The students are from the Gulf Coast DesignLab, a one-semester program that began in 2012.
Design Lab’s mission is to encourage environmental stewardship by having students design and build facilities for environmental education along the Texas Gulf Coast.
Over the past five years, students have collaborated with several state parks and nonprofits on projects such as a wetlands observation platform in Goose Island State Park, a pavilion for the Marine Science Institute at Port Aransas and several floating platforms at Sea Rim State Park at Sabine Pass, which environmental groups can use for camping. The Artist Boat project will be the tenth project the class has undertaken.
“No other university works specifically on the coast and working directly with environmental education goals,” said Coleman Coker, an adjunct professor of architecture and director of the lab.
Coker previously lived in New Orleans and experienced the impact of Hurricane Katrina, which devastated many sections of the Gulf Coast.
“I learned firsthand about the vulnerability of coastal cities,” he said, including that much of the man-made infrastructure could make the damage from natural disasters even worse.
That is a particular concern in Texas, which has a concentration of petrochemical and oil refineries along the coast. Additionally, groundwater pumping has cause the shoreline to subside. In the Houston area, that has increased the frequency of floods and caused the loss of wetland habitat, according to the U.S. Geological Survey.
Because the damage happens slowly, it’s invisible to many people, Klay said. “People associate sea level rise only with climate change, but sea level rise also can occur because land subsides. On the Gulf Coast of Texas, we’ve lost 50,000 acres of wetlands due to subsidence.”
Those forces create challenges for architects, Coker said.
“Young designers in schools today will inevitably need to grapple with issues brought about by rising sea level and more severe weather events,” he said. “Coastal cities will need to redesign much of their fundamental infrastructures, as coastal citizens worldwide face dynamic change brought about by global warming.”
Artist Boat’s work includes conducting kayak trips in West Galveston Bay for middle and high school students from economically disadvantaged public schools.
Fifteen UT students in the DesignLab had 15 weeks and $20,000 to design and build a storage structure for 15 kayaks, art supplies and environmental educational materials. Most of the students had never used construction tools before.
“It’s very exciting to me to build something, to design something that will be used and will be used by somebody whose mission I support,” Sarah Dubicki, a graduate student in the lab.
She said the project’s goal is to teach young visitors about climate change and inspire a connection to nature so that “they feel proud of it, they feel ownership over it, they want to protect it and they want to see it grow and they want to see it flourish.”
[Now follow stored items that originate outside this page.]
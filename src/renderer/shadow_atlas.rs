use crate::scene::light::Light;

/// Fixed resolution of one shadow tile; the atlas is one tile tall and one
/// tile wide per shadow-casting light.
pub const SHADOW_TILE_SIZE: u32 = 2048;

/// Width in pixels of an atlas holding `tile_count` tiles.
pub const fn atlas_width(tile_count: u32) -> u32 {
    SHADOW_TILE_SIZE * tile_count
}

/// Walk the ordered light list and hand each cast-shadow light the next
/// sequential atlas slot, clearing the slot of everything else. Returns the
/// caster count. Re-running over an unchanged caster set reassigns identical
/// slots, which is what keeps shadow lookups stable between rebuilds.
pub fn assign_shadow_slots(lights: &mut [Light]) -> u32 {
    let mut next_slot = 0u32;
    for light in lights {
        if light.cast_shadows {
            light.shadow_slot = Some(next_slot);
            next_slot += 1;
        } else {
            light.shadow_slot = None;
        }
    }
    next_slot
}

/// Ordered positions of the cast-shadow lights; when this changes (a light
/// added, removed, or toggled) the atlas must be rebuilt.
pub fn caster_signature(lights: &[Light]) -> Vec<usize> {
    lights
        .iter()
        .enumerate()
        .filter(|(_, light)| light.cast_shadows)
        .map(|(index, _)| index)
        .collect()
}

/// One wide depth-only texture shared by every shadow-casting light. Owned by
/// the scene; written by the shadow pass, sampled by the color pass and the
/// debug viewer.
pub struct ShadowAtlas {
    pub texture: wgpu::Texture,
    pub view: wgpu::TextureView,
    pub tile_count: u32,
    signature: Vec<usize>,
}

impl ShadowAtlas {
    pub const FORMAT: wgpu::TextureFormat = wgpu::TextureFormat::Depth32Float;

    /// Allocate an atlas for `tile_count` casters. Returns `None` when there
    /// is nothing to allocate or the device cannot hold a texture this wide;
    /// in the latter case shadows are disabled scene-wide for the frame.
    pub fn build(
        device: &wgpu::Device,
        tile_count: u32,
        signature: Vec<usize>,
    ) -> Option<Self> {
        if tile_count == 0 {
            return None;
        }

        let width = atlas_width(tile_count);
        let max_dim = device.limits().max_texture_dimension_2d;
        if width > max_dim {
            log::warn!(
                "Shadow atlas for {} casters needs width {} (device limit {}); \
                 shadows disabled",
                tile_count,
                width,
                max_dim
            );
            return None;
        }

        log::info!(
            "Allocating shadow atlas: {} tiles, {}x{}",
            tile_count,
            width,
            SHADOW_TILE_SIZE
        );

        let texture = device.create_texture(&wgpu::TextureDescriptor {
            label: Some("ShadowAtlas"),
            size: wgpu::Extent3d {
                width,
                height: SHADOW_TILE_SIZE,
                depth_or_array_layers: 1,
            },
            mip_level_count: 1,
            sample_count: 1,
            dimension: wgpu::TextureDimension::D2,
            format: Self::FORMAT,
            usage: wgpu::TextureUsages::RENDER_ATTACHMENT | wgpu::TextureUsages::TEXTURE_BINDING,
            view_formats: &[],
        });

        let view = texture.create_view(&wgpu::TextureViewDescriptor::default());

        Some(Self {
            texture,
            view,
            tile_count,
            signature,
        })
    }

    /// True when the atlas still matches the scene's caster set.
    pub fn matches(&self, signature: &[usize]) -> bool {
        self.signature == signature
    }

    /// Pixel rectangle of one tile: (x, y, width, height).
    pub fn tile_viewport(&self, slot: u32) -> (u32, u32, u32, u32) {
        debug_assert!(slot < self.tile_count);
        (slot * SHADOW_TILE_SIZE, 0, SHADOW_TILE_SIZE, SHADOW_TILE_SIZE)
    }
}

#[cfg(test)]
mod tests {
    use super::*;
    use crate::scene::light::LightKind;
    use crate::scene::transform::Transform;

    fn light(cast_shadows: bool) -> Light {
        let mut light = Light::new(LightKind::Point, Transform::IDENTITY);
        light.cast_shadows = cast_shadows;
        light
    }

    #[test]
    fn slots_are_sequential_in_scene_order() {
        let mut lights = vec![light(true), light(false), light(true), light(true)];
        let count = assign_shadow_slots(&mut lights);
        assert_eq!(count, 3);
        assert_eq!(lights[0].shadow_slot, Some(0));
        assert_eq!(lights[1].shadow_slot, None);
        assert_eq!(lights[2].shadow_slot, Some(1));
        assert_eq!(lights[3].shadow_slot, Some(2));
    }

    #[test]
    fn reassignment_is_stable_for_a_fixed_caster_set() {
        let mut lights = vec![light(true), light(true), light(false), light(true)];
        assign_shadow_slots(&mut lights);
        let first: Vec<_> = lights.iter().map(|l| l.shadow_slot).collect();

        assign_shadow_slots(&mut lights);
        let second: Vec<_> = lights.iter().map(|l| l.shadow_slot).collect();
        assert_eq!(first, second);
    }

    #[test]
    fn toggling_shadows_clears_the_slot() {
        let mut lights = vec![light(true), light(true)];
        assign_shadow_slots(&mut lights);
        assert_eq!(lights[1].shadow_slot, Some(1));

        lights[1].cast_shadows = false;
        let count = assign_shadow_slots(&mut lights);
        assert_eq!(count, 1);
        assert_eq!(lights[1].shadow_slot, None);
    }

    #[test]
    fn signature_tracks_caster_membership() {
        let mut lights = vec![light(true), light(false), light(true)];
        assert_eq!(caster_signature(&lights), vec![0, 2]);

        lights[1].cast_shadows = true;
        assert_eq!(caster_signature(&lights), vec![0, 1, 2]);

        lights[0].cast_shadows = false;
        assert_eq!(caster_signature(&lights), vec![1, 2]);
    }

    #[test]
    fn zero_casters_means_no_slots() {
        let mut lights = vec![light(false), light(false)];
        assert_eq!(assign_shadow_slots(&mut lights), 0);
        assert!(caster_signature(&lights).is_empty());
    }

    #[test]
    fn atlas_width_is_tile_size_times_count() {
        assert_eq!(atlas_width(0), 0);
        assert_eq!(atlas_width(1), SHADOW_TILE_SIZE);
        assert_eq!(atlas_width(4), SHADOW_TILE_SIZE * 4);
    }
}
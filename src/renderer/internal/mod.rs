mod buffers;
mod context;
mod materials;
mod pipeline;

pub(crate) use buffers::{DynamicUniformBuffer, SceneBuffer};
pub(crate) use context::RenderContext;
pub(crate) use materials::MaterialBinder;
pub(crate) use pipeline::{BlendKind, PipelineKey, ScenePipelines};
At the start of the semester, Dubicki said the class spent a lot of time discussing climate change issues, trying to figure out “how architecture can make people start to think about these.”
That led to brainstorming and then coming up with a design and construction plan. The UT students have spent about about 15 hours every week on the project, starting with a trip to Galveston to meet with Klay and explore the coastline in kayaks. Then came brainstorming to create a design and construction plan.
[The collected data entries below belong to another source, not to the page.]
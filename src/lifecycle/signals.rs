//! OS signal handling.
//!
//! # Responsibilities
//! - Register SIGTERM/SIGINT handlers (Ctrl+C elsewhere)
//! - Translate every delivery into [`Shutdown::trigger`]
//!
//! # Design Decisions
//! - Uses Tokio's signal handling: the OS handler only wakes this task,
//!   so logging here is safe
//! - Once registered the handlers stay installed for the process lifetime;
//!   repeated signals are logged and ignored, never a hard kill

use std::sync::Arc;

use tokio::task::JoinHandle;

use crate::lifecycle::Shutdown;

/// Spawn the listener task that turns termination signals into a
/// shutdown request. The task runs until the process exits or the handle
/// is aborted.
pub fn spawn_signal_listener(shutdown: Arc<Shutdown>) -> JoinHandle<()> {
    tokio::spawn(async move {
        if let Err(e) = listen(&shutdown).await {
            tracing::error!(error = %e, "Failed to install signal handlers");
        }
    })
}

/// Record one delivered signal against the shutdown signal.
fn on_signal(shutdown: &Shutdown, name: &'static str) {
    if shutdown.is_triggered() {
        tracing::debug!(signal = name, "Shutdown already requested, ignoring signal");
        return;
    }

    // Log before triggering so this line precedes anything the trigger wakes.
    tracing::warn!(signal = name, "Signal received, requesting graceful shutdown");
    if !shutdown.trigger() {
        tracing::debug!(signal = name, "Shutdown requested concurrently");
    }
}

#[cfg(unix)]
async fn listen(shutdown: &Shutdown) -> std::io::Result<()> {
    use tokio::signal::unix::{signal, SignalKind};

    let mut sigterm = signal(SignalKind::terminate())?;
    let mut sigint = signal(SignalKind::interrupt())?;
    tracing::debug!("Signal handlers installed (SIGINT, SIGTERM)");

    loop {
        let name = tokio::select! {
            _ = sigterm.recv() => "SIGTERM",
            _ = sigint.recv() => "SIGINT",
        };
        on_signal(shutdown, name);
    }
}

#[cfg(not(unix))]
async fn listen(shutdown: &Shutdown) -> std::io::Result<()> {
    loop {
        tokio::signal::ctrl_c().await?;
        on_signal(shutdown, "CTRL_C");
    }
}
//! Health reporting.
//!
//! # States
//! - Serving: load balancers may route traffic here
//! - NotServing: bootstrapping or draining, route elsewhere
//!
//! # State Transitions
//! ```text
//! NotServing (bootstrap) → Serving (listening, workers up) → NotServing (drain)
//! ```
//!
//! The overall server status is published under the empty service name,
//! which is what `grpc_health_probe` and Kubernetes gRPC probes query.

use async_trait::async_trait;

/// Status published through the health protocol.
#[derive(Debug, Clone, Copy, PartialEq, Eq)]
pub enum ServingStatus {
    Serving,
    NotServing,
}

impl From<ServingStatus> for tonic_health::ServingStatus {
    fn from(status: ServingStatus) -> Self {
        match status {
            ServingStatus::Serving => tonic_health::ServingStatus::Serving,
            ServingStatus::NotServing => tonic_health::ServingStatus::NotServing,
        }
    }
}

/// Sink for the server's overall health status.
#[async_trait]
pub trait HealthReporter: Send {
    async fn set_status(&mut self, status: ServingStatus);
}

/// [`HealthReporter`] backed by the standard `grpc.health.v1` service.
#[derive(Clone)]
pub struct GrpcHealth {
    reporter: tonic_health::server::HealthReporter,
}

impl GrpcHealth {
    pub fn new(reporter: tonic_health::server::HealthReporter) -> Self {
        Self { reporter }
    }
}

impl std::fmt::Debug for GrpcHealth {
    fn fmt(&self, f: &mut std::fmt::Formatter<'_>) -> std::fmt::Result {
        f.debug_struct("GrpcHealth").finish_non_exhaustive()
    }
}

#[async_trait]
impl HealthReporter for GrpcHealth {
    async fn set_status(&mut self, status: ServingStatus) {
        self.reporter.set_service_status("", status.into()).await;
        tracing::info!(status = ?status, "Health status updated");
    }
}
Ryan Carlisle, a senior, said the students were motivated by the mission of “inspiring children and changing the way that they think about the environment.”
The components of the project include about 200 narrow steel bars, which will create a screen intended to draw visitors’ eyes to the natural landscape.
“When the steel bars get rusty, they will look more like the grass,” said senior Yee Sang Wong.
The kayak structure will be located where the grassland meets the wetland. The other half of the project will be an education area. Besides the basic functions Artist Boat asked for, the students added an observation deck, which allows visitors an elevated view of the wetland.
Through their design, Dubicki said, the students hope this structure will teach children about the natural coastal environment so that “they feel proud of it, they feel ownership over it, they want to protect it and they want to see it grow and they want to see it flourish.”
For the UT students, this project more than a classroom assignment.
“It’s a gift to the coast community,” Coker said. “The students are learning about the Gulf Coast and how to become better stewards themselves.”